El centro de Sevilla es un gran tenderete, una gran azotea de barriada donde se ven calzoncillos, bragas, sujetadores, bañadores y otras prendas. Dicen que los huéspedes de apartamentos turísticos generan problemas de convivencia que se ilustran con la ropa tendida en el balcón de una calle de máxima categoría fiscal. ¿Pero qué me dicen de los usuarios de hoteles de cinco estrellas? Lo mismo se ve un sostén enfrente mismo de la Giralda, que tíos con las pelos de las piernas al aire por el vestíbulo del Alfonso XIII, mientras el director, don Carlo Suffredini, elegante siempre, no sabe hacia dónde mirar.
Todavía queda quien recuerda el caso de la selección de fútbol a la que negaron el alojamiento en un hotel porque estaba prohibido el paseo en ropa deportiva por las zonas comunes. No hace falta mirar los tendederos de los apartamentos turísticos. Al igual que la cultura del fútbol lo invade todo, incluidos los funerales, la cultura de la playa también se extiende a todos los territorios, tengan o no acceso directo al mar. El centro de Sevilla es estos días la plaza principal de Matalascañas pero con Catedral. Todos somos más iguales que nunca, porque todos parecemos turistas. Hay veces que resulta muy difícil distinguir a un turista de un sevillano, a alguien que va a su puesto de trabajo de alguien que vuelve de un sepelio. La capital es una gran playa con monumentos.
Que nadie se engañe con los turistas de cinco estrellas que el Ayuntamiento quiere traer a costa de abrir más hoteles minimalistas, con pocas luces, muy oscuros y con un mobiliario carísimo que no aguanta dos temporadas. Acudirá gente con más poder adquisitivo, no con más gusto. Se pone usted en la puerta de un cinco estrellas y ve más tatuajes que en la playa de Mazagón.

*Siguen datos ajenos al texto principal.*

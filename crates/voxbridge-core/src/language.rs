//! The supported natural-language set.
//!
//! A participant speaks and listens in exactly one of these languages for
//! the whole call (single-language-per-user rule). Language auto-detection
//! is out of scope; the code arrives with the participant metadata.

use std::fmt;

use serde::{Deserialize, Serialize};

use crate::ids::VoiceId;

/// Languages carried by the translation core.
#[derive(Debug, Clone, Copy, PartialEq, Eq, PartialOrd, Ord, Hash, Serialize, Deserialize)]
#[serde(rename_all = "lowercase")]
pub enum Language {
    /// Hebrew.
    He,
    /// English.
    En,
    /// Russian.
    Ru,
}

impl Language {
    /// BCP-47-ish two-letter code used on the wire and in adapter calls.
    #[must_use]
    pub const fn code(self) -> &'static str {
        match self {
            Self::He => "he",
            Self::En => "en",
            Self::Ru => "ru",
        }
    }

    /// Parse a two-letter code; `None` for anything outside the supported set.
    #[must_use]
    pub fn from_code(code: &str) -> Option<Self> {
        match code {
            "he" => Some(Self::He),
            "en" => Some(Self::En),
            "ru" => Some(Self::Ru),
            _ => None,
        }
    }

    /// Synthesizer voice used for listeners without a cloned voice of their own.
    #[must_use]
    pub fn default_voice(self) -> VoiceId {
        match self {
            Self::He => VoiceId::new("he_default"),
            Self::En => VoiceId::new("en_default"),
            Self::Ru => VoiceId::new("ru_default"),
        }
    }
}

impl fmt::Display for Language {
    fn fmt(&self, f: &mut fmt::Formatter<'_>) -> fmt::Result {
        f.write_str(self.code())
    }
}
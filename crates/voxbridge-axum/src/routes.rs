//! Route definitions and router construction.

use axum::Router;
use axum::http::HeaderValue;
use axum::routing::{get, post};
use tower_http::cors::{Any, CorsLayer};
use tower_http::trace::TraceLayer;

use crate::bootstrap::CorsConfig;
use crate::state::AppState;
use crate::{call_ws, handlers};

/// Translate the configured cross-origin policy into a tower layer.
///
/// Origins that fail to parse as header values are skipped rather than
/// aborting startup; a misconfigured origin simply stays blocked.
fn cors_layer(config: &CorsConfig) -> CorsLayer {
    let base = CorsLayer::new().allow_methods(Any).allow_headers(Any);
    match config {
        CorsConfig::AllowAll => base.allow_origin(Any),
        CorsConfig::AllowOrigins(origins) => {
            let allowed: Vec<HeaderValue> = origins
                .iter()
                .filter_map(|origin| origin.parse().ok())
                .collect();
            base.allow_origin(allowed)
        }
    }
}

/// Build the full application router.
pub fn create_router(ctx: AppState, cors: &CorsConfig) -> Router {
    Router::new()
        .route("/api/health", get(handlers::health))
        .route("/api/calls", post(handlers::create_call))
        .route("/api/calls/{session_id}/ws", get(call_ws::call_ws))
        .layer(cors_layer(cors))
        .layer(TraceLayer::new_for_http())
        .with_state(ctx)
}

Al menos podríamos empezar por cuidar la propia ciudad. ¿Como? No colocando un soporte fijo de publicidad delante de la Iglesia del Salvador, entre dos preciosos naranjos, junto a la estatua de Martínez Montañés. ¿No había otro sitio, almas mías del Ayuntamiento? El que ha dado el visto bueno a la instalación del mobiliario ha tenido la misma sensibilidad que la que tendió el sujetador, o el que salió con el torso desnudo al balcón al paso de la comitiva de la procesión de impedidos del Sagrario.
Nunca las cinco estrellas cayeron tan bajas, estuvieron menos cotizadas y se valoraron menos. En la fototeca municipal se ven imágenes de los años cincuenta y sesenta con la gente de toda condición mejor vestida que ahora, personas sencillas, humildes, con rostros duros y sufridos porque no hace falta explicar la adversidad contra la que sobrevivía la gran mayoría, pero con sus pantalones largos, camisas y sombreros. Este particular aspecto no deja de llamar la atención en contraste con la realidad de hoy.
En la Hermandad de Torreblanca siempre ruegan a los periódicos que el día de salida de la cofradía se eviten las fotos que no proyecten una imagen favorable del barrio, como las de ropa tendida al paso del Señor. Alguien del Ayuntamiento tendrá que empezar a hacer esa labor. Los turistas son como adolescentes incontrolables. Los directores de hoteles carecen de autoridad. La ciudad es una gran playa tomada por polizones de cinco estrellas.